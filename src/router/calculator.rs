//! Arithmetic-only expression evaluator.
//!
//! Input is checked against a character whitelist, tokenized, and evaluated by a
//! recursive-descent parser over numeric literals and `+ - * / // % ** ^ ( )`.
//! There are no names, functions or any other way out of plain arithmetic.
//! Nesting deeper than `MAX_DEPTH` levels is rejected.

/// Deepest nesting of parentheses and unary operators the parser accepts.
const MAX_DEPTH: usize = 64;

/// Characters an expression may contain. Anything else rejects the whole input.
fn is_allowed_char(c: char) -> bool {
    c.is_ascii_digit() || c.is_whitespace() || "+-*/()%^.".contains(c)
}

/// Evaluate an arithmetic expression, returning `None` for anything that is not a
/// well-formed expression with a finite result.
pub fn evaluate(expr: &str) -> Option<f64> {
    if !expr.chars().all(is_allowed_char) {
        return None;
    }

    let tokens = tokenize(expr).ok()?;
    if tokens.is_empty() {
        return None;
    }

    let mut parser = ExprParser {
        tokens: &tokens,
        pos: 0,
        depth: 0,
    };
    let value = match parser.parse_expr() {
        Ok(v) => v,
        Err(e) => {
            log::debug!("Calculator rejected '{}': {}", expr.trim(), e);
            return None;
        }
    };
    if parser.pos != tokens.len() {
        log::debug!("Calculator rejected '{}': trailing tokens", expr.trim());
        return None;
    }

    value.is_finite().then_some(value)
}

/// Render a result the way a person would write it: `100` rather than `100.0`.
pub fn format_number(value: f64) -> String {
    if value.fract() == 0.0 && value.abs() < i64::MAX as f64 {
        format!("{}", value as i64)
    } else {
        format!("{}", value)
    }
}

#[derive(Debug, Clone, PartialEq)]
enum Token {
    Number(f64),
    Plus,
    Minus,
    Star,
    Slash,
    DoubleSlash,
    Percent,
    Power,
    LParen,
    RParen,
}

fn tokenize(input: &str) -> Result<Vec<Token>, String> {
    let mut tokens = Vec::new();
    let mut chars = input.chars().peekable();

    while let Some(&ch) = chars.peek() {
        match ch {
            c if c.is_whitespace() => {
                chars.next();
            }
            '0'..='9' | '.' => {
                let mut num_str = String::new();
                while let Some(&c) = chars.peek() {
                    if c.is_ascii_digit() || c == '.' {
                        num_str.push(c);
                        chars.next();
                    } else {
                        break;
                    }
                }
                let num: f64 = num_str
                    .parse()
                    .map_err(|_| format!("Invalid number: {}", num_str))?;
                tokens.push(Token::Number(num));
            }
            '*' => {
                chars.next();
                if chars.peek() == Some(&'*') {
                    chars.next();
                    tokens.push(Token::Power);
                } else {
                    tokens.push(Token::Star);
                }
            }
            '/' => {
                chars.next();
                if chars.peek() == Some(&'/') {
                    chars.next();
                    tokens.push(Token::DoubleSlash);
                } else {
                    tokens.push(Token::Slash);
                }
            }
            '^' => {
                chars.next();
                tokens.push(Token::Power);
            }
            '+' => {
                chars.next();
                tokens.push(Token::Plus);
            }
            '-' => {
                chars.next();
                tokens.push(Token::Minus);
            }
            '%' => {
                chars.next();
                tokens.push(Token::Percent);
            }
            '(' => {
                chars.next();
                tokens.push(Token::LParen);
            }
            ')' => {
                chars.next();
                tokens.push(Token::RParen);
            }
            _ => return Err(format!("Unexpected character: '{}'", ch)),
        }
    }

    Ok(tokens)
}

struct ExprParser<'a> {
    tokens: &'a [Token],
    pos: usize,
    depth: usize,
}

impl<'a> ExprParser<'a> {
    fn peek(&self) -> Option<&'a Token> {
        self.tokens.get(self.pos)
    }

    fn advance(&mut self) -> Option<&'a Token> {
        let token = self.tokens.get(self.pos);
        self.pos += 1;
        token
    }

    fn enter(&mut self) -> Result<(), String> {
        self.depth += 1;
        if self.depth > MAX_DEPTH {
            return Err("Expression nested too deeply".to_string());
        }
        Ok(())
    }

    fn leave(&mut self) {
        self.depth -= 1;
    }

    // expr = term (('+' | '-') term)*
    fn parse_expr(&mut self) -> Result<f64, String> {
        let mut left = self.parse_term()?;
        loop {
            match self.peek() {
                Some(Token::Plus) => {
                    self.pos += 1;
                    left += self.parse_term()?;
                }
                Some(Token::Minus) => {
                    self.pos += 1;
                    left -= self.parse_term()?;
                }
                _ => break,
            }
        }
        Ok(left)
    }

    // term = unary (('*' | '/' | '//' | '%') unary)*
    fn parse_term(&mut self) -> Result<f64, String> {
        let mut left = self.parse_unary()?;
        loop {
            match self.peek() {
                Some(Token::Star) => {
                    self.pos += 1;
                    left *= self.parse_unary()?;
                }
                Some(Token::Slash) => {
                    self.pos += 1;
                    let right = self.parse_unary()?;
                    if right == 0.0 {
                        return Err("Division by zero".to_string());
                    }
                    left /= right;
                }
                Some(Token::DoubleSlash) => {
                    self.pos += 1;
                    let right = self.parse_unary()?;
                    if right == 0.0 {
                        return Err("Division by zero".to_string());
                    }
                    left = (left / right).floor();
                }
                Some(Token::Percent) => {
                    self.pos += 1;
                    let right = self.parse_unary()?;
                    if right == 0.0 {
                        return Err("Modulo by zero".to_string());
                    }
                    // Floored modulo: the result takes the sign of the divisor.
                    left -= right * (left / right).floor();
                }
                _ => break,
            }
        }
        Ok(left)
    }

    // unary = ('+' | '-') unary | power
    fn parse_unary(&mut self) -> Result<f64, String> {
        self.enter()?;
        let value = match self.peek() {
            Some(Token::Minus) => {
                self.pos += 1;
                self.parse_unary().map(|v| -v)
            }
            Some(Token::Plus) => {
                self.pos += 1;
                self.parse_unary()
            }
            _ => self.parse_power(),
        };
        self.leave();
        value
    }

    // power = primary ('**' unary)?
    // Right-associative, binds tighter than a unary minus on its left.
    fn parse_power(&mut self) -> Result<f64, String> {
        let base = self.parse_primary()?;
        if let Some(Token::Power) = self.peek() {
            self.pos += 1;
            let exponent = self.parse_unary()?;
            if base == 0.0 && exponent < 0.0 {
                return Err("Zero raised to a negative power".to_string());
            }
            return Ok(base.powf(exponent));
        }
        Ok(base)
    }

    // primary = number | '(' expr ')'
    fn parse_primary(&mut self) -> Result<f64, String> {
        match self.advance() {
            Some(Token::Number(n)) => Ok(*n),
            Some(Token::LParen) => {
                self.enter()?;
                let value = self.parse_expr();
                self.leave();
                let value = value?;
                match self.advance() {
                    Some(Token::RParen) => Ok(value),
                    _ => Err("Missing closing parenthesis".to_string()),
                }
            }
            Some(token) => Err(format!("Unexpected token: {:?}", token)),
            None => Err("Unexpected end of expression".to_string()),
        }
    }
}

...

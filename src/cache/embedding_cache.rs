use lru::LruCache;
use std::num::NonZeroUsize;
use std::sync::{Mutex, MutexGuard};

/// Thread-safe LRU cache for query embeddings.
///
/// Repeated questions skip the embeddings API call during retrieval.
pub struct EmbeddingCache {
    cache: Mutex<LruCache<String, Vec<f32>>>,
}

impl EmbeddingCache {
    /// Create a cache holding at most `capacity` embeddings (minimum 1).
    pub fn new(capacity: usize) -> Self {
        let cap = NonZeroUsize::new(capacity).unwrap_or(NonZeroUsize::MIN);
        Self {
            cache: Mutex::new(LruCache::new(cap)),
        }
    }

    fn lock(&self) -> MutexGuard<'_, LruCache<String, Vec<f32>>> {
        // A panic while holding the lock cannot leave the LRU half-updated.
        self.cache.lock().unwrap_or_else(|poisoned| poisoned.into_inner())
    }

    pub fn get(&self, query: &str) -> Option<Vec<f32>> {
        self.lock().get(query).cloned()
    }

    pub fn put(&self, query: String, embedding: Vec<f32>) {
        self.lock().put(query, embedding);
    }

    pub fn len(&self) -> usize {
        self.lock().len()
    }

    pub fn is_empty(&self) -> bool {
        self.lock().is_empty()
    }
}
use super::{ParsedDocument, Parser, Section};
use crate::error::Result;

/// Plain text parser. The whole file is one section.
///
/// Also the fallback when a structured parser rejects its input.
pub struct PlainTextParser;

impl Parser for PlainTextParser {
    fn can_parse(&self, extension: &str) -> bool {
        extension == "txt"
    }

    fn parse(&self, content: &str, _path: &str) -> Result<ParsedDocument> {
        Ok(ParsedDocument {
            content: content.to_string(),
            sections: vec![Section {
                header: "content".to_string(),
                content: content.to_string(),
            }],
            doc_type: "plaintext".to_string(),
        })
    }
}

---

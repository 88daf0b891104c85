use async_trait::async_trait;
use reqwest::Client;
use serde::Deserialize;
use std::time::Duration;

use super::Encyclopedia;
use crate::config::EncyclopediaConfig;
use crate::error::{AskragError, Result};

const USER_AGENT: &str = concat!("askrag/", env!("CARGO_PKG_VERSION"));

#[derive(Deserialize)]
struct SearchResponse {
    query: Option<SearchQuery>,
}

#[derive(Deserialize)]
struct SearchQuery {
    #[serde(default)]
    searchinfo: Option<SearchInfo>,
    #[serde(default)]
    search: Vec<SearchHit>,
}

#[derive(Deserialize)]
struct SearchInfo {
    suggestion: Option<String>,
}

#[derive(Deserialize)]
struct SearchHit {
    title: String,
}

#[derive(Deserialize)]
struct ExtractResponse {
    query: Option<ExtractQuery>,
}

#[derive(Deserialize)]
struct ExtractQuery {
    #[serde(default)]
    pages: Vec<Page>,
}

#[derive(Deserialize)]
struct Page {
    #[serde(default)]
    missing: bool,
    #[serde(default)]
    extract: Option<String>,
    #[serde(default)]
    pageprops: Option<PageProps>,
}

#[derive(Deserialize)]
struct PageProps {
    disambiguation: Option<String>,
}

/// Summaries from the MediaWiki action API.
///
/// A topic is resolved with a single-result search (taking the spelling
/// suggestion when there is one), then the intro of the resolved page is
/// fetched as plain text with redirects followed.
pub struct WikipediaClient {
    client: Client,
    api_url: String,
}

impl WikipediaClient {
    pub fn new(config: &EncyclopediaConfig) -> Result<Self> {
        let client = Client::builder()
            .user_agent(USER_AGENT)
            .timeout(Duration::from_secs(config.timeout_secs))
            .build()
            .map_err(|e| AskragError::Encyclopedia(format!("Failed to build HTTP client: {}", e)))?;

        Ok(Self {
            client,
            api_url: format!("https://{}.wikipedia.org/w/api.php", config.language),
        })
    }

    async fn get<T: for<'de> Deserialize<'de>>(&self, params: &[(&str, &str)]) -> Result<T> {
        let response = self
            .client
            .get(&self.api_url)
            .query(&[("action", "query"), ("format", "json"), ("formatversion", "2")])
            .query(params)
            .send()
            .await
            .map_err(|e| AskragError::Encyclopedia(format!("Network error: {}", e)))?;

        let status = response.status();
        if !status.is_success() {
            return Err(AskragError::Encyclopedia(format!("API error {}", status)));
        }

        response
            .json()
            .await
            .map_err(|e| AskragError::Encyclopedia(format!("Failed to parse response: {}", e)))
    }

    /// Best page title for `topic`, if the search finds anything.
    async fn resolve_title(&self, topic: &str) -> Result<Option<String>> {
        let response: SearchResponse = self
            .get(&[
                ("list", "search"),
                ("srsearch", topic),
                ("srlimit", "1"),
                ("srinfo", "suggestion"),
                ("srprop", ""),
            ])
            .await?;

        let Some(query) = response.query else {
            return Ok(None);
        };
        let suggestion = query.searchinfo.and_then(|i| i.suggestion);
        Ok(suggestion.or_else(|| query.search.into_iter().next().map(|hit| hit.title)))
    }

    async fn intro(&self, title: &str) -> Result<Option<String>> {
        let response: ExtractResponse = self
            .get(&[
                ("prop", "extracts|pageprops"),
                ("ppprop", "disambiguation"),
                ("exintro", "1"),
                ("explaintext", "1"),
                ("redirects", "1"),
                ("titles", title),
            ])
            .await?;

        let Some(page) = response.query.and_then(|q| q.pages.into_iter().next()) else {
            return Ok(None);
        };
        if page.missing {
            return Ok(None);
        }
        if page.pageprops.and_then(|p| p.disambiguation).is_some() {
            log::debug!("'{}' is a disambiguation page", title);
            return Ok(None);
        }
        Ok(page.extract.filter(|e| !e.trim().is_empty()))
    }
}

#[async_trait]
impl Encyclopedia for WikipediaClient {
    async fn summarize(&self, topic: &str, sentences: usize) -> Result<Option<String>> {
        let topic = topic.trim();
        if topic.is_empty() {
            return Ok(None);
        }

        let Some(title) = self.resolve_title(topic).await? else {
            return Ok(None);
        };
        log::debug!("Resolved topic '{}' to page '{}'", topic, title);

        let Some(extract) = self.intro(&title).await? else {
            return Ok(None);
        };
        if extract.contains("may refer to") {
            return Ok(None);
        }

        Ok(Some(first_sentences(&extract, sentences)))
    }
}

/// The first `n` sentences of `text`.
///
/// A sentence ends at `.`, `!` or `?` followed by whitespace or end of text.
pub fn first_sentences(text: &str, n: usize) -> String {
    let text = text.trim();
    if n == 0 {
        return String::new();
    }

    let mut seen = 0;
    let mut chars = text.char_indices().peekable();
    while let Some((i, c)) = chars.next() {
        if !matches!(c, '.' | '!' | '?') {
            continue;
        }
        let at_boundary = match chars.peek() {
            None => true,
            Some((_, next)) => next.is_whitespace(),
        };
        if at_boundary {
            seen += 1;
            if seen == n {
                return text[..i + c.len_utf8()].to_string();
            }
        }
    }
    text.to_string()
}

■ What the task asks
Scan the records above for the string "WikipediaClient", and copy every line where it turns up.

■ Finished exercise
pub struct WikipediaClient {
impl WikipediaClient {
impl Encyclopedia for WikipediaClient {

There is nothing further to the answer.